Please write out each entry below exactly as given.

» SUPPLIED MATERIAL
_ _ _ _ _
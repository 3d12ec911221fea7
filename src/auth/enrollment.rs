//! Device enrollment.
//!
//! Short human-readable codes bind a handheld to a store. Codes are
//! single-use for first-time binding; re-enrolling an existing device under
//! the same label rotates its token and is allowed even after the code
//! expired, so a reinstalled app can recover its seat without operator
//! involvement.

use crate::errors::{ApiError, ApiResult};
use chrono::{DateTime, Duration, Utc};
use rusqlite::{params, Connection, OptionalExtension};
use serde::{Deserialize, Serialize};
use tracing::info;
use uuid::Uuid;

const CODE_LENGTH: usize = 6;
const DEFAULT_CODE_TTL_MINUTES: i64 = 60;

#[derive(Debug, Clone, Deserialize)]
#[serde(rename_all = "camelCase")]
pub struct DeviceMeta {
    pub label: String,
    #[serde(default)]
    pub device_type: Option<String>,
    #[serde(default)]
    pub printing_mode: Option<String>,
    #[serde(default)]
    pub app_version: Option<String>,
}

#[derive(Debug, Clone, Serialize)]
#[serde(rename_all = "camelCase")]
pub struct EnrollOutcome {
    pub device_id: String,
    pub store_id: String,
    pub device_token: String,
    pub store_active: bool,
}

fn new_device_token() -> String {
    hex::encode(rand::random::<[u8; 16]>())
}

/// Unambiguous code alphabet (no 0/O, 1/I).
fn new_enrollment_code() -> String {
    const ALPHABET: &[u8] = b"ABCDEFGHJKLMNPQRSTUVWXYZ23456789";
    (0..CODE_LENGTH)
        .map(|_| ALPHABET[rand::random::<usize>() % ALPHABET.len()] as char)
        .collect()
}

/// Consume an enrollment code and bind (or re-bind) a device.
pub fn enroll_device(conn: &Connection, code: &str, meta: &DeviceMeta) -> ApiResult<EnrollOutcome> {
    if meta.label.trim().is_empty() {
        return Err(ApiError::bad_request("enrollment_invalid").with_message("label is required"));
    }

    let row: Option<(String, String, Option<String>)> = conn
        .query_row(
            "SELECT store_id, expires_at, used_at FROM device_enrollment_codes WHERE code = ?1",
            params![code.trim().to_ascii_uppercase()],
            |row| Ok((row.get(0)?, row.get(1)?, row.get(2)?)),
        )
        .optional()?;
    let Some((store_id, expires_at, used_at)) = row else {
        return Err(ApiError::bad_request("enrollment_invalid"));
    };

    let (store_active,): (bool,) = conn
        .query_row(
            "SELECT active != 0 AND COALESCE(TRIM(upi_vpa), '') != '' FROM stores WHERE id = ?1",
            params![store_id],
            |row| Ok((row.get(0)?,)),
        )
        .optional()?
        .ok_or_else(|| ApiError::not_found("store not found"))?;

    let now = Utc::now();
    let token = new_device_token();

    // Same-label re-enrollment rotates the token regardless of code state.
    let existing: Option<String> = conn
        .query_row(
            "SELECT id FROM pos_devices WHERE store_id = ?1 AND label = ?2",
            params![store_id, meta.label],
            |row| row.get(0),
        )
        .optional()?;
    if let Some(device_id) = existing {
        conn.execute(
            "UPDATE pos_devices
             SET device_token = ?2, device_type = COALESCE(?3, device_type),
                 printing_mode = COALESCE(?4, printing_mode),
                 app_version = COALESCE(?5, app_version),
                 last_seen_online = ?6
             WHERE id = ?1",
            params![device_id, token, meta.device_type, meta.printing_mode, meta.app_version, now.to_rfc3339()],
        )?;
        info!(device_id = %device_id, store_id = %store_id, "device re-enrolled, token rotated");
        return Ok(EnrollOutcome { device_id, store_id, device_token: token, store_active });
    }

    if used_at.is_some() {
        return Err(ApiError::bad_request("enrollment_invalid"));
    }
    let expired = DateTime::parse_from_rfc3339(&expires_at)
        .map(|t| t.with_timezone(&Utc) < now)
        .unwrap_or(true);
    if expired {
        return Err(ApiError::bad_request("enrollment_invalid"));
    }

    let device_id = Uuid::new_v4().to_string();
    conn.execute(
        "INSERT INTO pos_devices
            (id, store_id, device_token, active, label, device_type, printing_mode, app_version, created_at)
         VALUES (?1, ?2, ?3, 1, ?4, ?5, ?6, ?7, ?8)",
        params![
            device_id,
            store_id,
            token,
            meta.label,
            meta.device_type,
            meta.printing_mode,
            meta.app_version,
            now.to_rfc3339(),
        ],
    )?;
    conn.execute(
        "UPDATE device_enrollment_codes SET used_at = ?2 WHERE code = ?1",
        params![code.trim().to_ascii_uppercase(), now.to_rfc3339()],
    )?;
    info!(device_id = %device_id, store_id = %store_id, label = %meta.label, "device enrolled");

    Ok(EnrollOutcome { device_id, store_id, device_token: token, store_active })
}

#[derive(Debug, Clone, Serialize)]
#[serde(rename_all = "camelCase")]
pub struct IssuedCode {
    pub code: String,
    pub store_id: String,
    pub expires_at: String,
}

/// Mint a fresh enrollment code for a store (admin surface).
pub fn issue_enrollment_code(
    conn: &Connection,
    store_id: &str,
    ttl_minutes: Option<i64>,
) -> ApiResult<IssuedCode> {
    let known: Option<String> = conn
        .query_row("SELECT id FROM stores WHERE id = ?1", params![store_id], |row| row.get(0))
        .optional()?;
    if known.is_none() {
        return Err(ApiError::not_found("store not found"));
    }

    let expires_at =
        (Utc::now() + Duration::minutes(ttl_minutes.unwrap_or(DEFAULT_CODE_TTL_MINUTES))).to_rfc3339();
    for _ in 0..5 {
        let code = new_enrollment_code();
        let inserted = conn.execute(
            "INSERT INTO device_enrollment_codes (code, store_id, expires_at)
             VALUES (?1, ?2, ?3)
             ON CONFLICT(code) DO NOTHING",
            params![code, store_id, expires_at],
        )?;
        if inserted == 1 {
            return Ok(IssuedCode { code, store_id: store_id.to_string(), expires_at });
        }
    }
    Err(ApiError::internal("could not allocate an enrollment code"))
}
_ _ _ _ _
» ANSWER TO THIS TASK
repository 3d12ec911221fea7
filename src/auth/enrollment.rs
//! Device enrollment.
//!
//! Short human-readable codes bind a handheld to a store. Codes are
//! single-use for first-time binding; re-enrolling an existing device under
//! the same label rotates its token and is allowed even after the code
//! expired, so a reinstalled app can recover its seat without operator
//! involvement.

use crate::errors::{ApiError, ApiResult};
use chrono::{DateTime, Duration, Utc};
use rusqlite::{params, Connection, OptionalExtension};
use serde::{Deserialize, Serialize};
use tracing::info;
use uuid::Uuid;

const CODE_LENGTH: usize = 6;
const DEFAULT_CODE_TTL_MINUTES: i64 = 60;

#[derive(Debug, Clone, Deserialize)]
#[serde(rename_all = "camelCase")]
pub struct DeviceMeta {
    pub label: String,
    #[serde(default)]
    pub device_type: Option<String>,
    #[serde(default)]
    pub printing_mode: Option<String>,
    #[serde(default)]
    pub app_version: Option<String>,
}

#[derive(Debug, Clone, Serialize)]
#[serde(rename_all = "camelCase")]
pub struct EnrollOutcome {
    pub device_id: String,
    pub store_id: String,
    pub device_token: String,
    pub store_active: bool,
}

fn new_device_token() -> String {
    hex::encode(rand::random::<[u8; 16]>())
}

/// Unambiguous code alphabet (no 0/O, 1/I).
fn new_enrollment_code() -> String {
    const ALPHABET: &[u8] = b"ABCDEFGHJKLMNPQRSTUVWXYZ23456789";
    (0..CODE_LENGTH)
        .map(|_| ALPHABET[rand::random::<usize>() % ALPHABET.len()] as char)
        .collect()
}

/// Consume an enrollment code and bind (or re-bind) a device.
pub fn enroll_device(conn: &Connection, code: &str, meta: &DeviceMeta) -> ApiResult<EnrollOutcome> {
    if meta.label.trim().is_empty() {
        return Err(ApiError::bad_request("enrollment_invalid").with_message("label is required"));
    }

    let row: Option<(String, String, Option<String>)> = conn
        .query_row(
            "SELECT store_id, expires_at, used_at FROM device_enrollment_codes WHERE code = ?1",
            params![code.trim().to_ascii_uppercase()],
            |row| Ok((row.get(0)?, row.get(1)?, row.get(2)?)),
        )
        .optional()?;
    let Some((store_id, expires_at, used_at)) = row else {
        return Err(ApiError::bad_request("enrollment_invalid"));
    };

    let (store_active,): (bool,) = conn
        .query_row(
            "SELECT active != 0 AND COALESCE(TRIM(upi_vpa), '') != '' FROM stores WHERE id = ?1",
            params![store_id],
            |row| Ok((row.get(0)?,)),
        )
        .optional()?
        .ok_or_else(|| ApiError::not_found("store not found"))?;

    let now = Utc::now();
    let token = new_device_token();

    // Same-label re-enrollment rotates the token regardless of code state.
    let existing: Option<String> = conn
        .query_row(
            "SELECT id FROM pos_devices WHERE store_id = ?1 AND label = ?2",
            params![store_id, meta.label],
            |row| row.get(0),
        )
        .optional()?;
    if let Some(device_id) = existing {
        conn.execute(
            "UPDATE pos_devices
             SET device_token = ?2, device_type = COALESCE(?3, device_type),
                 printing_mode = COALESCE(?4, printing_mode),
                 app_version = COALESCE(?5, app_version),
                 last_seen_online = ?6
             WHERE id = ?1",
            params![device_id, token, meta.device_type, meta.printing_mode, meta.app_version, now.to_rfc3339()],
        )?;
        info!(device_id = %device_id, store_id = %store_id, "device re-enrolled, token rotated");
        return Ok(EnrollOutcome { device_id, store_id, device_token: token, store_active });
    }

    if used_at.is_some() {
        return Err(ApiError::bad_request("enrollment_invalid"));
    }
    let expired = DateTime::parse_from_rfc3339(&expires_at)
        .map(|t| t.with_timezone(&Utc) < now)
        .unwrap_or(true);
    if expired {
        return Err(ApiError::bad_request("enrollment_invalid"));
    }

    let device_id = Uuid::new_v4().to_string();
    conn.execute(
        "INSERT INTO pos_devices
            (id, store_id, device_token, active, label, device_type, printing_mode, app_version, created_at)
         VALUES (?1, ?2, ?3, 1, ?4, ?5, ?6, ?7, ?8)",
        params![
            device_id,
            store_id,
            token,
            meta.label,
            meta.device_type,
            meta.printing_mode,
            meta.app_version,
            now.to_rfc3339(),
        ],
    )?;
    conn.execute(
        "UPDATE device_enrollment_codes SET used_at = ?2 WHERE code = ?1",
        params![code.trim().to_ascii_uppercase(), now.to_rfc3339()],
    )?;
    info!(device_id = %device_id, store_id = %store_id, label = %meta.label, "device enrolled");

    Ok(EnrollOutcome { device_id, store_id, device_token: token, store_active })
}

#[derive(Debug, Clone, Serialize)]
#[serde(rename_all = "camelCase")]
pub struct IssuedCode {
    pub code: String,
    pub store_id: String,
    pub expires_at: String,
}

/// Mint a fresh enrollment code for a store (admin surface).
pub fn issue_enrollment_code(
    conn: &Connection,
    store_id: &str,
    ttl_minutes: Option<i64>,
) -> ApiResult<IssuedCode> {
    let known: Option<String> = conn
        .query_row("SELECT id FROM stores WHERE id = ?1", params![store_id], |row| row.get(0))
        .optional()?;
    if known.is_none() {
        return Err(ApiError::not_found("store not found"));
    }

    let expires_at =
        (Utc::now() + Duration::minutes(ttl_minutes.unwrap_or(DEFAULT_CODE_TTL_MINUTES))).to_rfc3339();
    for _ in 0..5 {
        let code = new_enrollment_code();
        let inserted = conn.execute(
            "INSERT INTO device_enrollment_codes (code, store_id, expires_at)
             VALUES (?1, ?2, ?3)
             ON CONFLICT(code) DO NOTHING",
            params![code, store_id, expires_at],
        )?;
        if inserted == 1 {
            return Ok(IssuedCode { code, store_id: store_id.to_string(), expires_at });
        }
    }
    Err(ApiError::internal("could not allocate an enrollment code"))
}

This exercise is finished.